* [Work request]:
Output the whole listing again, exactly as it reads.

* [Extracted records]:
//! Built-in instrument catalog.
//!
//! Each instrument's history lives at `<data_dir>/<CODE>_<NUMBER>_data.csv`.

use serde::Serialize;
use std::path::{Path, PathBuf};

#[derive(Debug, Clone, Copy, PartialEq, Eq, Serialize)]
pub struct Instrument {
    pub name: &'static str,
    pub code: &'static str,
    pub number: &'static str,
    pub description: &'static str,
}

impl Instrument {
    pub fn data_file(&self, data_dir: &Path) -> PathBuf {
        data_dir.join(format!("{}_{}_data.csv", self.code, self.number))
    }
}

static INSTRUMENTS: [Instrument; 4] = [
    Instrument {
        name: "AuMas Resources Bhd",
        code: "AUMAS",
        number: "0098",
        description: "Investment holding; segments include aquaculture operations",
    },
    Instrument {
        name: "MN Holdings Bhd",
        code: "MNHLDG",
        number: "0245",
        description: "Infrastructure utilities construction",
    },
    Instrument {
        name: "Pharmaniaga Bhd",
        code: "PHARMA",
        number: "7081",
        description: "R&D and manufacturing of generic pharmaceutical products",
    },
    Instrument {
        name: "Zetrix AI Bhd",
        code: "ZETRIX",
        number: "0138",
        description: "Digital services and blockchain infrastructure",
    },
];

pub fn instruments() -> &'static [Instrument] {
    &INSTRUMENTS
}

/// Look up an instrument by code, ignoring case.
pub fn find(code: &str) -> Option<&'static Instrument> {
    let code = code.trim();
    INSTRUMENTS
        .iter()
        .find(|inst| inst.code.eq_ignore_ascii_case(code))
}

* [Exercise solution]:
//! Built-in instrument catalog.
//!
//! Each instrument's history lives at `<data_dir>/<CODE>_<NUMBER>_data.csv`.

use serde::Serialize;
use std::path::{Path, PathBuf};

#[derive(Debug, Clone, Copy, PartialEq, Eq, Serialize)]
pub struct Instrument {
    pub name: &'static str,
    pub code: &'static str,
    pub number: &'static str,
    pub description: &'static str,
}

impl Instrument {
    pub fn data_file(&self, data_dir: &Path) -> PathBuf {
        data_dir.join(format!("{}_{}_data.csv", self.code, self.number))
    }
}

static INSTRUMENTS: [Instrument; 4] = [
    Instrument {
        name: "AuMas Resources Bhd",
        code: "AUMAS",
        number: "0098",
        description: "Investment holding; segments include aquaculture operations",
    },
    Instrument {
        name: "MN Holdings Bhd",
        code: "MNHLDG",
        number: "0245",
        description: "Infrastructure utilities construction",
    },
    Instrument {
        name: "Pharmaniaga Bhd",
        code: "PHARMA",
        number: "7081",
        description: "R&D and manufacturing of generic pharmaceutical products",
    },
    Instrument {
        name: "Zetrix AI Bhd",
        code: "ZETRIX",
        number: "0138",
        description: "Digital services and blockchain infrastructure",
    },
];

pub fn instruments() -> &'static [Instrument] {
    &INSTRUMENTS
}

/// Look up an instrument by code, ignoring case.
pub fn find(code: &str) -> Option<&'static Instrument> {
    let code = code.trim();
    INSTRUMENTS
        .iter()
        .find(|inst| inst.code.eq_ignore_ascii_case(code))
}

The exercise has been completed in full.